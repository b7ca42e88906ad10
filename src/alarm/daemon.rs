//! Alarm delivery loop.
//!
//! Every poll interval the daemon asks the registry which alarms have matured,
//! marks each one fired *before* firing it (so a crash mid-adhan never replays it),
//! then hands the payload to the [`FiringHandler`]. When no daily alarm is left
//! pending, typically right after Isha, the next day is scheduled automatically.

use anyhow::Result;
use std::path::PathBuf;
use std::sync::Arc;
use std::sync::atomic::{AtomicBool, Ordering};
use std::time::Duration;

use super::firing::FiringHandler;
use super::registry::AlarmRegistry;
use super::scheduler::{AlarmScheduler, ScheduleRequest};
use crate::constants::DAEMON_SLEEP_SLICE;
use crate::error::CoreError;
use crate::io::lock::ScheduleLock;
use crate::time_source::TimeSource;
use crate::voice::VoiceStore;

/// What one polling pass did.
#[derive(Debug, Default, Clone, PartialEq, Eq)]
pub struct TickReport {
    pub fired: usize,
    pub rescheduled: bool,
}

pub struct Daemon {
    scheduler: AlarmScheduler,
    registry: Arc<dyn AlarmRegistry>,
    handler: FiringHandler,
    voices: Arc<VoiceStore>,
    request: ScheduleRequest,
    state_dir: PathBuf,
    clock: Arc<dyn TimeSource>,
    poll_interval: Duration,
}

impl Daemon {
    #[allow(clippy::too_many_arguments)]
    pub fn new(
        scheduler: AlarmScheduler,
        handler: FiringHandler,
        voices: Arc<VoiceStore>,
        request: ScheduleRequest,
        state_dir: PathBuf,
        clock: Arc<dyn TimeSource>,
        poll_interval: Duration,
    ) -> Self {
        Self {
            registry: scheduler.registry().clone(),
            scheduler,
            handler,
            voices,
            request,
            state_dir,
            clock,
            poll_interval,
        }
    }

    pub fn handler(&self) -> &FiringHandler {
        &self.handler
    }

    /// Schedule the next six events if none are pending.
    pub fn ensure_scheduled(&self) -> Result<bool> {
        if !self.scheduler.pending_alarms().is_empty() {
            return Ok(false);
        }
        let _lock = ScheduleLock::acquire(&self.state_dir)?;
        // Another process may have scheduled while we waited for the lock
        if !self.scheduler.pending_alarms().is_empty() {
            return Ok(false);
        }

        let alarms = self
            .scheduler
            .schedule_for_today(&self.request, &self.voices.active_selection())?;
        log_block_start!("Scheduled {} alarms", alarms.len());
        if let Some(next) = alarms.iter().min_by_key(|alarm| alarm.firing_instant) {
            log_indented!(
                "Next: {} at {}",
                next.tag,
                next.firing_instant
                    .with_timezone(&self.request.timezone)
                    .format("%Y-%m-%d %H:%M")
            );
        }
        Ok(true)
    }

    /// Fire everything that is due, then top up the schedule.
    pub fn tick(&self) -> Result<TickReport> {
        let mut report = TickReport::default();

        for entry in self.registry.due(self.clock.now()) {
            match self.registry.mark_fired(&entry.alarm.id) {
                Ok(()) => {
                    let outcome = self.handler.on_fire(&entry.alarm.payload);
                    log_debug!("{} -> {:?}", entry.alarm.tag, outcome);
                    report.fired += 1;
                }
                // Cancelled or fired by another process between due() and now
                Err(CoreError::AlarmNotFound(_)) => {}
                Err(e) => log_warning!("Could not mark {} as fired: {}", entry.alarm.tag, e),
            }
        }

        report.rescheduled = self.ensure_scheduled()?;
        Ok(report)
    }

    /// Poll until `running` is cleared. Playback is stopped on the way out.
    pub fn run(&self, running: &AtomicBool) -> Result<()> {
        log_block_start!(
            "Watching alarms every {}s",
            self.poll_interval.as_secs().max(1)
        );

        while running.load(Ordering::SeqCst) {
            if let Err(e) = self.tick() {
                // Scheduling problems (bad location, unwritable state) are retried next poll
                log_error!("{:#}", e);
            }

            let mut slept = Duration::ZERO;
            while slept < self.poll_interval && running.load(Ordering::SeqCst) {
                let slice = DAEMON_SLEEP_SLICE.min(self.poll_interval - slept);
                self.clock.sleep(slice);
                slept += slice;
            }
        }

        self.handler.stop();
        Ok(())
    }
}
______________________________
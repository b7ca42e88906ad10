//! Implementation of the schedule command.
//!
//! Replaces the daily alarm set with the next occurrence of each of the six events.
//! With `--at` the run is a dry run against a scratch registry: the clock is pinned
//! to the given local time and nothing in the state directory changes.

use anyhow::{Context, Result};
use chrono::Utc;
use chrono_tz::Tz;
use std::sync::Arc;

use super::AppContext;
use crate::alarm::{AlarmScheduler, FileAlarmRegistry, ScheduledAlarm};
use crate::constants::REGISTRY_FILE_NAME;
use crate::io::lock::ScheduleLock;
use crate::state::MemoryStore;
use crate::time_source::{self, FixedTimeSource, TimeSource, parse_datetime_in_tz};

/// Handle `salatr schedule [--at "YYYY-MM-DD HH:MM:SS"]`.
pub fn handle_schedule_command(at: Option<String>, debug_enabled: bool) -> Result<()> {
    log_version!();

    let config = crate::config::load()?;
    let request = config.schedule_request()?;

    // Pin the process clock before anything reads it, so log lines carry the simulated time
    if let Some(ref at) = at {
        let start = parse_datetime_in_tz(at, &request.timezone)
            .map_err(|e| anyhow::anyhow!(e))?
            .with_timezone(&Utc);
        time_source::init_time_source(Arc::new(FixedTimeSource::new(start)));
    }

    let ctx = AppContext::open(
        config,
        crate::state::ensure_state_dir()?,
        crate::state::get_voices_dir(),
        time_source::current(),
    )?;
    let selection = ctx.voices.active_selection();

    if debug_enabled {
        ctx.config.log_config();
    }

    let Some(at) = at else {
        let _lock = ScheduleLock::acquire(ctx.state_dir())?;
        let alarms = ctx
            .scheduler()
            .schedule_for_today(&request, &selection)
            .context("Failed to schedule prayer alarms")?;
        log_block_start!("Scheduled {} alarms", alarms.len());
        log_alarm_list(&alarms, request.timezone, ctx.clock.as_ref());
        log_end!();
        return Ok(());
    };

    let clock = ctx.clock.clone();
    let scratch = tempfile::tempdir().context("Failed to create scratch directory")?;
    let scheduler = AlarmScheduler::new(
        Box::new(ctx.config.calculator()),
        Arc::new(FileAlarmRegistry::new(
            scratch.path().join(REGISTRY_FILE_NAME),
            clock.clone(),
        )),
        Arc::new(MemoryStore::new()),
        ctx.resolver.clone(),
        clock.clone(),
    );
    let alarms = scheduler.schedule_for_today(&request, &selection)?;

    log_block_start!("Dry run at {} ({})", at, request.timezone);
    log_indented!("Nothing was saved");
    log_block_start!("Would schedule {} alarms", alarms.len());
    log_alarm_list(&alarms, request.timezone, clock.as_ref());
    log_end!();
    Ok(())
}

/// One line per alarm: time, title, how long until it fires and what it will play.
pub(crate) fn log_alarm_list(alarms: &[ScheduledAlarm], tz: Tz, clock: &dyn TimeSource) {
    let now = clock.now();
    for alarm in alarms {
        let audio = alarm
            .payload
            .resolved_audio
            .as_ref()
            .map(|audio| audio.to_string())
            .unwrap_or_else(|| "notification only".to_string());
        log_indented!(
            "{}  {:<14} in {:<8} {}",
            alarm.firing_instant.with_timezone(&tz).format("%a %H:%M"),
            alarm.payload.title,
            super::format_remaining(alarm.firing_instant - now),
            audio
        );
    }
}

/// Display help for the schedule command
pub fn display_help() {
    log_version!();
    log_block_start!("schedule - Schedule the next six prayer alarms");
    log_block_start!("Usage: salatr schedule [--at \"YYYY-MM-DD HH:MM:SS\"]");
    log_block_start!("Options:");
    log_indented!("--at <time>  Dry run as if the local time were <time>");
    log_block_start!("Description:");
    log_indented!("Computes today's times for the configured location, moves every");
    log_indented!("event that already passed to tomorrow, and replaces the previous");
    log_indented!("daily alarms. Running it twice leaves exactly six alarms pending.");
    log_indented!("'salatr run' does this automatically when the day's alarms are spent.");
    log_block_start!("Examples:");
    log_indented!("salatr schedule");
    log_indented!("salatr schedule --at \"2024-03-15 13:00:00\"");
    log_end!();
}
______________________________
#### [WHAT THIS TASK INVOLVES]
Review the preceding data and report every line that includes the string "AtomicBool".

#### [RESPONSE BOX]
use std::sync::atomic::{AtomicBool, Ordering};
    pub fn run(&self, running: &AtomicBool) -> Result<()> {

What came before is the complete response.